[Start of Attachment]

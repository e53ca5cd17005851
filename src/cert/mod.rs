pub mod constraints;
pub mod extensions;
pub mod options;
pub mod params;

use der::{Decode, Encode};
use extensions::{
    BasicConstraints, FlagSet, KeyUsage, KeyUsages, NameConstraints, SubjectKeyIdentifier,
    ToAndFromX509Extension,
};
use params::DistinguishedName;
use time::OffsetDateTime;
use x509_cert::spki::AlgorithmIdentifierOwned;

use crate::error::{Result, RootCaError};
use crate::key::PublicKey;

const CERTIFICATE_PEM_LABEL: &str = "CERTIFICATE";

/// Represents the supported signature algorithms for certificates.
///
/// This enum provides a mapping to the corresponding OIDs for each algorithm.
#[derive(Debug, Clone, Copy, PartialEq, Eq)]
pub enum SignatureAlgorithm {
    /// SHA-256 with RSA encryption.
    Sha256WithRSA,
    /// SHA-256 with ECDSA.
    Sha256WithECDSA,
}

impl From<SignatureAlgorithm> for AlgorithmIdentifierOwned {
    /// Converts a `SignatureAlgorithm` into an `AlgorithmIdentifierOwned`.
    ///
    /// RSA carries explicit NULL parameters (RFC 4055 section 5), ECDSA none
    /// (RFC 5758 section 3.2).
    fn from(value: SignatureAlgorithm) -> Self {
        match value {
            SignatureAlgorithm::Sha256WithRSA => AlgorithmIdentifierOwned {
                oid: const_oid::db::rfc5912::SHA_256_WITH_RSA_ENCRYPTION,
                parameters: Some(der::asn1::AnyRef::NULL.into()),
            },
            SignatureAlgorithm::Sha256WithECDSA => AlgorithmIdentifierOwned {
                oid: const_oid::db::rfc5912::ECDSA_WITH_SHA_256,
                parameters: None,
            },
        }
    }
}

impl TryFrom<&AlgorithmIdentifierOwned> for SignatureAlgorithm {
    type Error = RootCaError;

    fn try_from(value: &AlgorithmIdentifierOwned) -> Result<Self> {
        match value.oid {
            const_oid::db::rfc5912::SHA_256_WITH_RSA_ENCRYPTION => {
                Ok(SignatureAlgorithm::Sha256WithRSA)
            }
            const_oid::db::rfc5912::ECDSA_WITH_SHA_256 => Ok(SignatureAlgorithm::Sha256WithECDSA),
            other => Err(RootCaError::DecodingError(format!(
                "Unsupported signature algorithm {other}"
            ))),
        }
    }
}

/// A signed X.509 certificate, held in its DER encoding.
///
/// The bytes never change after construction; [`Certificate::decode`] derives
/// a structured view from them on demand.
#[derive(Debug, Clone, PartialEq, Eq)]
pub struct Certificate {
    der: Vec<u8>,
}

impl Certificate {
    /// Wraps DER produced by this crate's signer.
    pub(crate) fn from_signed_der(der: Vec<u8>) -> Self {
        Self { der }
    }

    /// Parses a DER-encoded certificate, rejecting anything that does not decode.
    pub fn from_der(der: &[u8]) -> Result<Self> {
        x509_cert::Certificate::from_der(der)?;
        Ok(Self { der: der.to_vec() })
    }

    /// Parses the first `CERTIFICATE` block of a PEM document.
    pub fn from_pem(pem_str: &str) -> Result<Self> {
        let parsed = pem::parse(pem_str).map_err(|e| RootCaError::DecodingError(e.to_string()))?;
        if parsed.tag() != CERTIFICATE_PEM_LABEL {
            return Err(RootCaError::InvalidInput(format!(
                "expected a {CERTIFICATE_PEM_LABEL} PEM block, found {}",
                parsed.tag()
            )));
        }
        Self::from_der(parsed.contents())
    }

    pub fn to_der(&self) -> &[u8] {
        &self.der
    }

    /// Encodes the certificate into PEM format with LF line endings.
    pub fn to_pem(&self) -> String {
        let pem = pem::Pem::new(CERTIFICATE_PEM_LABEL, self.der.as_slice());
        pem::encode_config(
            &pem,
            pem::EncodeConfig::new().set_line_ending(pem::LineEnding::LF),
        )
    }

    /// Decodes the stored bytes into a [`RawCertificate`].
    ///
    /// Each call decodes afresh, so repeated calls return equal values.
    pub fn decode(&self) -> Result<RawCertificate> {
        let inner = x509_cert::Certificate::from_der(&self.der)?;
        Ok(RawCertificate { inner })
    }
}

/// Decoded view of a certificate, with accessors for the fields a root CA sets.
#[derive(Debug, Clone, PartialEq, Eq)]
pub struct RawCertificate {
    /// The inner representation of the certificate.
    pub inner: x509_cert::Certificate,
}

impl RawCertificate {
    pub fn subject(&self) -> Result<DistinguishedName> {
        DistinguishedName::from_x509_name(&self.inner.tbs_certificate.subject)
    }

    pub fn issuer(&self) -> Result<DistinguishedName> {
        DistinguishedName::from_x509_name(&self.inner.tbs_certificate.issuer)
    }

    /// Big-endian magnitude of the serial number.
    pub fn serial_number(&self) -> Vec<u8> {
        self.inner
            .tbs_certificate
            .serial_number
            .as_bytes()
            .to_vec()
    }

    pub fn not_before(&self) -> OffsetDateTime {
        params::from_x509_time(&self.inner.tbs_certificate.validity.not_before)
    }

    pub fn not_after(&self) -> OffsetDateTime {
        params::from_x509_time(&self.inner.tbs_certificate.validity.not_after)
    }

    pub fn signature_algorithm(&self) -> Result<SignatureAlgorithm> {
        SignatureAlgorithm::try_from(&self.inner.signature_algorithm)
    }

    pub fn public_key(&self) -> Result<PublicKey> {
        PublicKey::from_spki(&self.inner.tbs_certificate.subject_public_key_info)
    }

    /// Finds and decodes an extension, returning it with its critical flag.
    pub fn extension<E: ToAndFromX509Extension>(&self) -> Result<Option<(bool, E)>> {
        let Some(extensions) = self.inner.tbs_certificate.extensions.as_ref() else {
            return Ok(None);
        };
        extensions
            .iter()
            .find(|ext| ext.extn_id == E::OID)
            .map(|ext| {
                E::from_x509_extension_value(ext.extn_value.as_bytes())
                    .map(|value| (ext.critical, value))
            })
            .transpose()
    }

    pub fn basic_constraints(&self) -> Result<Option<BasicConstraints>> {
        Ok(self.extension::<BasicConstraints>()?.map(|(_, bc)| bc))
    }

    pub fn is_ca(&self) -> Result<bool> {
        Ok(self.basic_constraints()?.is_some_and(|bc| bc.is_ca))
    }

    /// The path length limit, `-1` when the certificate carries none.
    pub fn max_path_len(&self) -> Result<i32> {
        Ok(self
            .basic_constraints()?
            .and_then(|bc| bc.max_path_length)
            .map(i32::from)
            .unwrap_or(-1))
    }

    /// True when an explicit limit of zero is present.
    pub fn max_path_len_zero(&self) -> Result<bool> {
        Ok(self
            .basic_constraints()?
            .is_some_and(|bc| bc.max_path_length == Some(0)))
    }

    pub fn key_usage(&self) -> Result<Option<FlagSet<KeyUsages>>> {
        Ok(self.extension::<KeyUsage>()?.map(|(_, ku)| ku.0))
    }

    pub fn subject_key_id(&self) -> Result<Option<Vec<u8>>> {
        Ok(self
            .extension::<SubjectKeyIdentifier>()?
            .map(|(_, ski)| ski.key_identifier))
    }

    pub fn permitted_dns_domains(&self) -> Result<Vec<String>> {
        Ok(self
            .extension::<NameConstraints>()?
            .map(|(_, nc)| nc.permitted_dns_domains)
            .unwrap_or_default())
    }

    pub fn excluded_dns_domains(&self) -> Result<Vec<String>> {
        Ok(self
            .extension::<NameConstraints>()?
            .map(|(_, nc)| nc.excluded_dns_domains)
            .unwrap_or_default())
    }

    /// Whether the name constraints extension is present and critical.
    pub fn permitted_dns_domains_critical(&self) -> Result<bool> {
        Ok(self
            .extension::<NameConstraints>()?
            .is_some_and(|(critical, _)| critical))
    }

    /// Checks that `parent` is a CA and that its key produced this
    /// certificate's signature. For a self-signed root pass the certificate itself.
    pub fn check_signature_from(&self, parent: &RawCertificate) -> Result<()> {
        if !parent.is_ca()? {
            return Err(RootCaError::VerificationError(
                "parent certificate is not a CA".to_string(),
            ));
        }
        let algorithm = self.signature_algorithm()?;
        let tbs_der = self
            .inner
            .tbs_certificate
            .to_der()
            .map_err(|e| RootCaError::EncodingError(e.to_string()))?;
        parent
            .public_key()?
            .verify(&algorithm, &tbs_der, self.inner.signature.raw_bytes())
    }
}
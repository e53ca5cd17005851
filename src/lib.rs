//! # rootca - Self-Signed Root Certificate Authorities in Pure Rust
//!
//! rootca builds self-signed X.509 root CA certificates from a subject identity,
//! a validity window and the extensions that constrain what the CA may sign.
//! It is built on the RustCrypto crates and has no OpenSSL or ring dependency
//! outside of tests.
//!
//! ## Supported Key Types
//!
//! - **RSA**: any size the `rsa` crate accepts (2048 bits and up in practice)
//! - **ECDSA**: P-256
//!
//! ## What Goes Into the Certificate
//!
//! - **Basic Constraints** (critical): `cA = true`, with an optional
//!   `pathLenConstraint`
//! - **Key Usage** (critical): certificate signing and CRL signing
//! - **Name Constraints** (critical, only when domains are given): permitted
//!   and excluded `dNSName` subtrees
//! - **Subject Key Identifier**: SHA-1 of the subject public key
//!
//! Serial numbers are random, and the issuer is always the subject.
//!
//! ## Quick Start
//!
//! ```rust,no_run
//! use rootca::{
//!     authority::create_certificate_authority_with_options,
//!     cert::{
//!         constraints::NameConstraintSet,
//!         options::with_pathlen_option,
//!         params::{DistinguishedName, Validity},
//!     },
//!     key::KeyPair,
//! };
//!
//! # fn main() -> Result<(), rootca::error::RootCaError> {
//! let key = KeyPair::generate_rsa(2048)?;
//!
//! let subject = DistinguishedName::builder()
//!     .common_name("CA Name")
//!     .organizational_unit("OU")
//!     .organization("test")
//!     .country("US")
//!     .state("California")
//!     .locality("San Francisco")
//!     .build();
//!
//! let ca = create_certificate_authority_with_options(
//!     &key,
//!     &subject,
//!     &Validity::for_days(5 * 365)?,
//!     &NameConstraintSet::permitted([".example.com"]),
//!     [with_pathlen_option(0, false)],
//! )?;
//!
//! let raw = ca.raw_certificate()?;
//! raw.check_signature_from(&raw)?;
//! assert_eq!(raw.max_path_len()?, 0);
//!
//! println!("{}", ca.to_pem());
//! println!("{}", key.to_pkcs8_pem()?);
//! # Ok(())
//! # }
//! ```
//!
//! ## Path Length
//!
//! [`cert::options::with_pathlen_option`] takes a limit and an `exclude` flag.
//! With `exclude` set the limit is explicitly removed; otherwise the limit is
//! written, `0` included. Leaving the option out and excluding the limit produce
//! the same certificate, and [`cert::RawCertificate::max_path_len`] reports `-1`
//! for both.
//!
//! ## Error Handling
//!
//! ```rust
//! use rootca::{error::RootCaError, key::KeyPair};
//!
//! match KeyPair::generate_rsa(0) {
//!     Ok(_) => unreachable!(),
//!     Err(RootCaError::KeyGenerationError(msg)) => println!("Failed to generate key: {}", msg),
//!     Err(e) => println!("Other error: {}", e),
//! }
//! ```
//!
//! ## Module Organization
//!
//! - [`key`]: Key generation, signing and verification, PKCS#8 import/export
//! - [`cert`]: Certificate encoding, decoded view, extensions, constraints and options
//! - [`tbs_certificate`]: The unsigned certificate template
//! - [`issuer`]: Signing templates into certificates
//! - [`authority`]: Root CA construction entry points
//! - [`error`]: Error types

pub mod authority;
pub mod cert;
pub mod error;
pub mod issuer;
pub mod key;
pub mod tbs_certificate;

[End of Attachment]

● **DESCRIPTION OF THE TASK**
Look through the records and copy down every line that holds "SignatureAlgorithm".

● **RESPONSE AREA**
pub enum SignatureAlgorithm {
impl From<SignatureAlgorithm> for AlgorithmIdentifierOwned {
    /// Converts a `SignatureAlgorithm` into an `AlgorithmIdentifierOwned`.
    fn from(value: SignatureAlgorithm) -> Self {
            SignatureAlgorithm::Sha256WithRSA => AlgorithmIdentifierOwned {
            SignatureAlgorithm::Sha256WithECDSA => AlgorithmIdentifierOwned {
impl TryFrom<&AlgorithmIdentifierOwned> for SignatureAlgorithm {
                Ok(SignatureAlgorithm::Sha256WithRSA)
            const_oid::db::rfc5912::ECDSA_WITH_SHA_256 => Ok(SignatureAlgorithm::Sha256WithECDSA),
    pub fn signature_algorithm(&self) -> Result<SignatureAlgorithm> {
        SignatureAlgorithm::try_from(&self.inner.signature_algorithm)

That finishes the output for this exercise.